L’A.P.M., qui, de longue date, était favorable à l’abaissement de la majorité pénale, se réjouit de voir cette idée progresser auprès de responsables politiques.

Il s’agit, en effet, à tout point de vue, de la réforme la plus forte, symboliquement, et, la plus efficace, pratiquement, à réaliser pour adapter le droit des mineurs délinquants aux réalités, psychologiques et sociologiques, de notre époque, et, répondre à une attente lancinante de nos concitoyens ; qui, trop souvent –hélas, pas toujours sans motifs-, ont l’impression que la qualité de mineur vaut brevet d’impunité ou de quasi-impunité pour les auteurs des crimes et délits qui pourrissent leur quotidien –et, c’est bien, en tout cas, le sentiment très répandu chez les auteurs mêmes de ces faits que le « privilège » de l’âge leur vaudra un traitement de faveur qui diminue, voire élimine le risque de conséquences trop graves s’ils ont la malchance de se faire prendre (et, spécialement, celui d’être privé de liberté –qui, n’en déplaise aux belles âmes pétries des plus nobles idéaux,- est encore ce qui peut le plus, pour eux, incarner la sanction et les intimider…).

Il faut à cet égard, sans remettre en cause ce qui est le cœur du droit pénal des mineurs et qui est légitimé par les caractéristiques mêmes du jeune âge, savoir enfin rompre avec une sacralisation, désuète et simpliste, purement idéologique, de la délinquance des mineurs, qui est trop souvent la marque des milieux professionnels qui travaillent dans ce domaine et ont su imposer un discours dominant qui dévalorise la dimension répressive de leur fonction, quand il ne va pas, même, jusqu’à la nier, au mépris du mandat que leur donne la société pour sa protection.

C’est bien pourquoi, il s’agit, avec l’abaissement de la majorité pénale de 18 à 16 ans, d’une rupture majeure avec ce discours dominant, d’où l’importance de l’enjeu :

C’est un enjeu symbolique : à lui seul, il justifierait cette réforme.

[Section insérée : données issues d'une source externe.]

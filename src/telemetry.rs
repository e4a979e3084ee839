use anyhow::{anyhow, Result};
use tracing_subscriber::{layer::SubscriberExt, util::SubscriberInitExt, EnvFilter};
use uuid::Uuid;

use crate::config::ObservabilityConfig;

/// Initialize structured logging.
///
/// `RUST_LOG` wins over the configured level when set. JSON output carries
/// the current span and span list so wizard sessions can be correlated.
pub fn init_telemetry(observability: &ObservabilityConfig) -> Result<()> {
    let filter = EnvFilter::try_from_default_env()
        .or_else(|_| EnvFilter::try_new(&observability.log_level))
        .map_err(|e| anyhow!("Invalid log level '{}': {}", observability.log_level, e))?;

    let registry = tracing_subscriber::registry().with(filter);

    if observability.json_logs {
        registry
            .with(
                tracing_subscriber::fmt::layer()
                    .json()
                    .with_current_span(true)
                    .with_span_list(true)
                    .with_writer(std::io::stderr),
            )
            .try_init()?;
    } else {
        registry
            .with(
                tracing_subscriber::fmt::layer()
                    .with_target(false)
                    .with_writer(std::io::stderr),
            )
            .try_init()?;
    }

    tracing::debug!(json = observability.json_logs, "Onboarding telemetry initialized");
    Ok(())
}

/// Generate a correlation ID for linking the operations of one wizard session
pub fn generate_correlation_id() -> String {
    Uuid::new_v4().to_string()
}

/// Create a span with common wizard attributes
pub fn create_wizard_span(operation: &str, project_id: u64, session_id: &str) -> tracing::Span {
    tracing::info_span!(
        "onboarding_wizard",
        operation = operation,
        project.id = project_id,
        correlation.id = session_id,
    )
}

Chacun peut comprendre, en effet, qu’entre un jeune enfant, qui n’a pas achevé la construction de sa personnalité et peut encore être réceptif à un travail éducatif (sans cultiver des illusions trop naïves à cet égard, car les échecs initiaux de la famille ou de l’école, ne se corrigent pas si facilement), et, le jeune qui approche de l’âge adulte et se comporte comme un adulte, il y a une différence considérable, que le droit ne peut plus ignorer, sauf à pratiquer le déni de réalité.

En traitant, de principe, le jeune de 16 à 18 ans, comme un adulte, on lui fera prendre conscience qu’il n’est plus dans une catégorie protégée, c’est-à-dire, en fait, considérée comme inférieure et en situation d’incapacité –ce qui est aussi, une façon de le respecter et de le valoriser, et, en tout cas, de le responsabiliser vis à vis de la société : rien, en somme, ne peut être plus pédagogique, et, propre à favoriser ce « relèvement éducatif et moral » qu’évoquent les décisions du Conseil constitutionnel, comme un but assigné au droit pénal des mineurs.

C’est un enjeu pratique : nombre des spécificités du droit des mineurs apparaissent complètement inadaptées à une répression un tant soit peu efficace de jeunes présentant un potentiel de dangerosité élevé, tout à fait analogue à celui des adultes, et, sans que l’on puisse invoquer chez eux une fragilité psychologique particulière, comme cela peut être le cas des plus jeunes, pour justifier de dispositions particulières.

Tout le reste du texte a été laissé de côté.